▸ WHAT TO DO: From the entries below, return only the lines starting at the one that contains "let requested = requested.min(len);" and ending at the one that contains "let data: Vec<u32>", exactly as they stand.

▸ RECORD SET:

○ ○ ○ ○ ○ ○ ○

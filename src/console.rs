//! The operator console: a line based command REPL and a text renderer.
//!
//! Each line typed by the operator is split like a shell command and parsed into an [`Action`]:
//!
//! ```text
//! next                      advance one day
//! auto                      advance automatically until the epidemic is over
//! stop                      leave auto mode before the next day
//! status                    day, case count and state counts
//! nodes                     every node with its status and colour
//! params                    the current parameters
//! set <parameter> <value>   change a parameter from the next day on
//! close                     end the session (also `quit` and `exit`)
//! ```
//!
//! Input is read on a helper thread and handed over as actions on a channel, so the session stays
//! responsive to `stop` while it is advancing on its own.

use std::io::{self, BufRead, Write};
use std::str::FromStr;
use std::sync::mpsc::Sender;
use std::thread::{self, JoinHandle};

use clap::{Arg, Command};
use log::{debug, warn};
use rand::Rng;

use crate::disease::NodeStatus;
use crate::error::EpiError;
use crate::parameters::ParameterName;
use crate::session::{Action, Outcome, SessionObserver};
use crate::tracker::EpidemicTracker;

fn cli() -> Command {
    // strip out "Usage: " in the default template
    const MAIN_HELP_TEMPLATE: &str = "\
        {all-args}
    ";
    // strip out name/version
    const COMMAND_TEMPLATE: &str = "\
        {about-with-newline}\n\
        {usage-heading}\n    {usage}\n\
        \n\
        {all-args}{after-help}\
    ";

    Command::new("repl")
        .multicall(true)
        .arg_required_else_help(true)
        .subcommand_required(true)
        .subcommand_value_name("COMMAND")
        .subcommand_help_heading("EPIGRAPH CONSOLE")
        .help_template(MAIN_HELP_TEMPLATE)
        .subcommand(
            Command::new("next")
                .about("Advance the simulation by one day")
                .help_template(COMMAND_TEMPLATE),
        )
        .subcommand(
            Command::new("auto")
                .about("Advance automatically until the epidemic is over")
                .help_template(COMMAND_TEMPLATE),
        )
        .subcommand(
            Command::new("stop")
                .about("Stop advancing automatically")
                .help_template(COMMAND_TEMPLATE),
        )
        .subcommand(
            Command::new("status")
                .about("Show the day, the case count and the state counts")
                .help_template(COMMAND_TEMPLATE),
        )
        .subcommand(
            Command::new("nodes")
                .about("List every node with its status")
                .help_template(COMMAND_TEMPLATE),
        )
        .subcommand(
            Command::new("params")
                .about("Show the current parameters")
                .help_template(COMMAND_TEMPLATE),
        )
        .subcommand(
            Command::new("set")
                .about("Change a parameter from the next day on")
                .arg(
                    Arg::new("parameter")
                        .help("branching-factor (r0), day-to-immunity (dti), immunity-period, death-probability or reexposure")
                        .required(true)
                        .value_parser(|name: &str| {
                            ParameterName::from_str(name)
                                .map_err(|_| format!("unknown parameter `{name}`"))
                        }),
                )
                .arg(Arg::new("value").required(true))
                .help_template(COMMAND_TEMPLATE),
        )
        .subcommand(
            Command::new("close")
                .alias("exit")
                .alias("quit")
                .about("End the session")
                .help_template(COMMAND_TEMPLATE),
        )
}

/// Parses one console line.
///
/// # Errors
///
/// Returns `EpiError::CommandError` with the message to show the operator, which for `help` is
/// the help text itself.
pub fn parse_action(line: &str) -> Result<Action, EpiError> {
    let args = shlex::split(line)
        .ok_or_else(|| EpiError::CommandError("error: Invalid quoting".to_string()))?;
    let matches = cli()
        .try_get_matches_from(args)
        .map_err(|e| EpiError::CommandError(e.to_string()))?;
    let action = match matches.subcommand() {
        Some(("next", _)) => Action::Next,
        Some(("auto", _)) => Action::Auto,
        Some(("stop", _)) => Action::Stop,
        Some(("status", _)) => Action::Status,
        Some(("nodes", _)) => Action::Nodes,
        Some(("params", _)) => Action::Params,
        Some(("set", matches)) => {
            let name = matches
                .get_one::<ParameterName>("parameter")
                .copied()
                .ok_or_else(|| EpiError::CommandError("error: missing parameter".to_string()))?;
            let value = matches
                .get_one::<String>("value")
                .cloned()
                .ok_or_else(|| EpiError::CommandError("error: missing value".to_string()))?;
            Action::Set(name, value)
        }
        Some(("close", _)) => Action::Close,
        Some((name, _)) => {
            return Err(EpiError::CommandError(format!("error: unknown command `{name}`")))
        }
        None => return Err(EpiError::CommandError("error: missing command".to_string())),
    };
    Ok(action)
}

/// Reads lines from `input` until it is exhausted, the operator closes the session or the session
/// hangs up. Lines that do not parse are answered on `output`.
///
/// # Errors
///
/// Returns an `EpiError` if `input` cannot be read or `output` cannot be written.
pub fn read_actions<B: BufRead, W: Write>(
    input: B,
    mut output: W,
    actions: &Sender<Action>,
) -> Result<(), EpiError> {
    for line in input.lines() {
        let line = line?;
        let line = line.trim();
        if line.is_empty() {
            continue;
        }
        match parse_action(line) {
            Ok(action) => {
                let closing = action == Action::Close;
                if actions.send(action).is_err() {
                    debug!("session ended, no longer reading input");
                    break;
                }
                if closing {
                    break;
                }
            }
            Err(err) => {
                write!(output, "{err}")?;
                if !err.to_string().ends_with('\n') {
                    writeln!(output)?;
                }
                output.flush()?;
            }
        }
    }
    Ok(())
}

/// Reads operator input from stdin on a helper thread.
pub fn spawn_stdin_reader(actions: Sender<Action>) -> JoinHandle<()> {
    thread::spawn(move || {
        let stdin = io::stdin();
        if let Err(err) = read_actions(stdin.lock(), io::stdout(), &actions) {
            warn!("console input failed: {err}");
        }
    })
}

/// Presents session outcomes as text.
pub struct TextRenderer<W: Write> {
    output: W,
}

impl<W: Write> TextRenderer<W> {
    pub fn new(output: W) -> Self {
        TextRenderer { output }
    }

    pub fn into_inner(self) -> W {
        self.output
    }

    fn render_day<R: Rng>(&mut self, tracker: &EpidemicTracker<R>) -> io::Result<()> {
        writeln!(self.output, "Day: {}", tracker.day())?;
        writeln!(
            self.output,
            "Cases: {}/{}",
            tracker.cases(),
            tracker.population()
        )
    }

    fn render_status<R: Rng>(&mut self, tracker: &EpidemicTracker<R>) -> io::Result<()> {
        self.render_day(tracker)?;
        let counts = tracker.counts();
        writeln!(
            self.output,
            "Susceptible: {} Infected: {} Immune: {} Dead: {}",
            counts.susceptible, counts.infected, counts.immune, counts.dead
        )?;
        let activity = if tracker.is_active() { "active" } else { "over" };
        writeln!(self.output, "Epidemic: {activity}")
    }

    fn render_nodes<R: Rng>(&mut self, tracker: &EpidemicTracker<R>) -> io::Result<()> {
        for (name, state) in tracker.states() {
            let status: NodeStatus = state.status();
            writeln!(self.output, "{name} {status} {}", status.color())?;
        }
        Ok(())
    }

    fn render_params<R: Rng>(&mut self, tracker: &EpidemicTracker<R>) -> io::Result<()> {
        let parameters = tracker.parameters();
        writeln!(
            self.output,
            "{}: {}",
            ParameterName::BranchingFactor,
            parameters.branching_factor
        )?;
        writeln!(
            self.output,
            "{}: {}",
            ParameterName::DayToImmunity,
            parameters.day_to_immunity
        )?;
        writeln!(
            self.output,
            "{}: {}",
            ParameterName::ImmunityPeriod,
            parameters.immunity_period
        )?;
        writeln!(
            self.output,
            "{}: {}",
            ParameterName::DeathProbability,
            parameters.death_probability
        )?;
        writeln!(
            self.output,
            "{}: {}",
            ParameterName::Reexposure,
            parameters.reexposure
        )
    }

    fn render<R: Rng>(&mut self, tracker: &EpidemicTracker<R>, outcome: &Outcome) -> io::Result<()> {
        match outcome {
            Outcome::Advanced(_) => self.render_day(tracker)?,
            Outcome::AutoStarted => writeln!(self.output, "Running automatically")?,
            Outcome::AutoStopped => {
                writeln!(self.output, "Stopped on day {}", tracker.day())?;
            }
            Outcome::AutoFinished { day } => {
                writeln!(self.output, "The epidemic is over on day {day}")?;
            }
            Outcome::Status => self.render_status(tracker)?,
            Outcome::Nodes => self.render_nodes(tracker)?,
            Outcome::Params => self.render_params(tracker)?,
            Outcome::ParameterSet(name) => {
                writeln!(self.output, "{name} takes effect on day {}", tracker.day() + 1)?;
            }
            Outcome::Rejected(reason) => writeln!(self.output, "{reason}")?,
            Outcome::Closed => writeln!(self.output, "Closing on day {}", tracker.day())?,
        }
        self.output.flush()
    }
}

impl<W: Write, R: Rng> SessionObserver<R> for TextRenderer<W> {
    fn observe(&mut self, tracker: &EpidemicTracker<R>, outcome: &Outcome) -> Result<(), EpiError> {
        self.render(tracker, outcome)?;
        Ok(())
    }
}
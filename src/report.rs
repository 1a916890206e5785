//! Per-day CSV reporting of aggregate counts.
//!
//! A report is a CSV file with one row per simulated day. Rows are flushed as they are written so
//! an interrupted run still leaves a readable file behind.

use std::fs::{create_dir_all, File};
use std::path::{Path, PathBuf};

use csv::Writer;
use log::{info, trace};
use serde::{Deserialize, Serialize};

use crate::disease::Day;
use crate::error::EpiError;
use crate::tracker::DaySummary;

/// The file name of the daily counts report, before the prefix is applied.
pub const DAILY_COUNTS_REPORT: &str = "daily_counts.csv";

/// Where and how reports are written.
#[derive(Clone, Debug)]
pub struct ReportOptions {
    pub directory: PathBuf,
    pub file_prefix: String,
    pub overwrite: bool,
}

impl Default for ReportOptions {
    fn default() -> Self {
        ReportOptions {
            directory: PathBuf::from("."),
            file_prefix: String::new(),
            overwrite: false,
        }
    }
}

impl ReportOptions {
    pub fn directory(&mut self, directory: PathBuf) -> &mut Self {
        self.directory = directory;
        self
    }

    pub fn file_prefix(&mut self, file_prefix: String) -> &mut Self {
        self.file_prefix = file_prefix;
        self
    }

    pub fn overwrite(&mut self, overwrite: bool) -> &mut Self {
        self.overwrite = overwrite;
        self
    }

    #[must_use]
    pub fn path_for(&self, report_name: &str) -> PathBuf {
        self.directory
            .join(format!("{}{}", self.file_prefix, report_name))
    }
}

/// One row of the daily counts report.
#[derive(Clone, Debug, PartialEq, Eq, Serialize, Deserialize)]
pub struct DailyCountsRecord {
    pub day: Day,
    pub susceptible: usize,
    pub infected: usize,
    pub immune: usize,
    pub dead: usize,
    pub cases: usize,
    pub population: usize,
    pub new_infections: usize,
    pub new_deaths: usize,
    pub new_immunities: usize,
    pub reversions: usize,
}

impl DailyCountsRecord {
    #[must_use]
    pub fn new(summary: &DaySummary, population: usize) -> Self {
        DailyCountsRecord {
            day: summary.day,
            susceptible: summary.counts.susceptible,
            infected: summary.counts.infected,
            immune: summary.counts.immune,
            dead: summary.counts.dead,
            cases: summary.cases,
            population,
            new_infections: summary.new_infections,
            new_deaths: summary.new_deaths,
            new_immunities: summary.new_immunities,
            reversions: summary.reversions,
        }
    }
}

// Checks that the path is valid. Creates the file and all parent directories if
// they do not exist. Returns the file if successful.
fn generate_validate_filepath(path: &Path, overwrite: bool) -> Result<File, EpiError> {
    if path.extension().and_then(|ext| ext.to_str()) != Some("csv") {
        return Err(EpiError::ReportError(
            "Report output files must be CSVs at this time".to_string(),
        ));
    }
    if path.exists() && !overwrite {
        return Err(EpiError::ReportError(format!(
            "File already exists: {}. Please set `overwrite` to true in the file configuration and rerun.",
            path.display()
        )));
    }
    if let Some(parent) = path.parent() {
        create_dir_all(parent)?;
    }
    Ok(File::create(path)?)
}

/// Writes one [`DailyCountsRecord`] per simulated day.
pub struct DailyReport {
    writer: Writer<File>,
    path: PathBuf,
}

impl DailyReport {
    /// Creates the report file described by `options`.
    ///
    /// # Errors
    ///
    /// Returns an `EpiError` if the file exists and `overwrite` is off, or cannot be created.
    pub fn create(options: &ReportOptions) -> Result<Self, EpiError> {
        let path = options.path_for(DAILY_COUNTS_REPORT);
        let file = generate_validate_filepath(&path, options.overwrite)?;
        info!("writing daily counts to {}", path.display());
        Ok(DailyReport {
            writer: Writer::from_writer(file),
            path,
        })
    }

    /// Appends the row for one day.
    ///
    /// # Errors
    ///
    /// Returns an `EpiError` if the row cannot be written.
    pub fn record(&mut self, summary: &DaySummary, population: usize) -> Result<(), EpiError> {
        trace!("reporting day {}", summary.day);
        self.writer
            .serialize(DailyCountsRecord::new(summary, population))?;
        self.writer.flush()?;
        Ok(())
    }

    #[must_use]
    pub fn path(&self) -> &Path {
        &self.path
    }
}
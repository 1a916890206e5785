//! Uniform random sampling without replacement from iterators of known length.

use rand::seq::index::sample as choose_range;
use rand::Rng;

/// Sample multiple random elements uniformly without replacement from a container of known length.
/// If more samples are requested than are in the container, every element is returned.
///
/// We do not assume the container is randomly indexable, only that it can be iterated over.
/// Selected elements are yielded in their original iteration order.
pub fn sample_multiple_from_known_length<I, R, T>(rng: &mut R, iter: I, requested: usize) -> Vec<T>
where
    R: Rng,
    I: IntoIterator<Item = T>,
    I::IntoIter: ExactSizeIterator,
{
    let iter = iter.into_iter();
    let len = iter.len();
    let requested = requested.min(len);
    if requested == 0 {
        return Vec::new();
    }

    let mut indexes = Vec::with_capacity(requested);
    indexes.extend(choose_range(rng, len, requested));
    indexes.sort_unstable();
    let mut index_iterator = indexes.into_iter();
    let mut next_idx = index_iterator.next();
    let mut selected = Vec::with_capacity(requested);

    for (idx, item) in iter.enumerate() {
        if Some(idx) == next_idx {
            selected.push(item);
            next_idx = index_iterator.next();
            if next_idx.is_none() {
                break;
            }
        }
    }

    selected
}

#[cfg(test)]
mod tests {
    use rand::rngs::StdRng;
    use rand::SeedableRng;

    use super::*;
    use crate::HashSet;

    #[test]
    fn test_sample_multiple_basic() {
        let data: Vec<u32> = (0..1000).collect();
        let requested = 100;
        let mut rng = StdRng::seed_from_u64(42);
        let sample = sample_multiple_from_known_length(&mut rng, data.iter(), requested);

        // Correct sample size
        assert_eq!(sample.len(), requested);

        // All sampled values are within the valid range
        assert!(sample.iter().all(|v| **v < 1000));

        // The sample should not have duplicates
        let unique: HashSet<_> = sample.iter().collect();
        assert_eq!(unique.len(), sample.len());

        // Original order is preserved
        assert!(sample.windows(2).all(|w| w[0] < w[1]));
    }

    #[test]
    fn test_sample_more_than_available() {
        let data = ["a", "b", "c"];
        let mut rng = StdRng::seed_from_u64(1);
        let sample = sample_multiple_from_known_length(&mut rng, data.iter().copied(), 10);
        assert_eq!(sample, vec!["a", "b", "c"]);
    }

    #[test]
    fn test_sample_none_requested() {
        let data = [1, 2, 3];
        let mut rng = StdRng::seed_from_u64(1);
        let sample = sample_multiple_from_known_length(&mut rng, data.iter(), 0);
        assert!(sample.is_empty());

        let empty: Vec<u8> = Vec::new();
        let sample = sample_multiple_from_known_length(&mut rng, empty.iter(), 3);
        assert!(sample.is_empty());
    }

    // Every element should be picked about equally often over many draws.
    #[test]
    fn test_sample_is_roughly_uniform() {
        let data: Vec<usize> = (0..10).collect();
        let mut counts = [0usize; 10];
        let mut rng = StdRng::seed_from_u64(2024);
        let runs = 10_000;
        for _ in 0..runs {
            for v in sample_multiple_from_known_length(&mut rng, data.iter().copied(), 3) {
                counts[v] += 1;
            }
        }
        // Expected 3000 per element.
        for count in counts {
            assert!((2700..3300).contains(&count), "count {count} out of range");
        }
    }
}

○ ○ ○ ○ ○ ○ ○

▸ EXERCISE OUTPUT:
    let requested = requested.min(len);
    if requested == 0 {
        return Vec::new();
    }

    let mut indexes = Vec::with_capacity(requested);
    indexes.extend(choose_range(rng, len, requested));
    indexes.sort_unstable();
    let mut index_iterator = indexes.into_iter();
    let mut next_idx = index_iterator.next();
    let mut selected = Vec::with_capacity(requested);

    for (idx, item) in iter.enumerate() {
        if Some(idx) == next_idx {
            selected.push(item);
            next_idx = index_iterator.next();
            if next_idx.is_none() {
                break;
            }
        }
    }

    selected
}

#[cfg(test)]
mod tests {
    use rand::rngs::StdRng;
    use rand::SeedableRng;

    use super::*;
    use crate::HashSet;

    #[test]
    fn test_sample_multiple_basic() {
        let data: Vec<u32> = (0..1000).collect();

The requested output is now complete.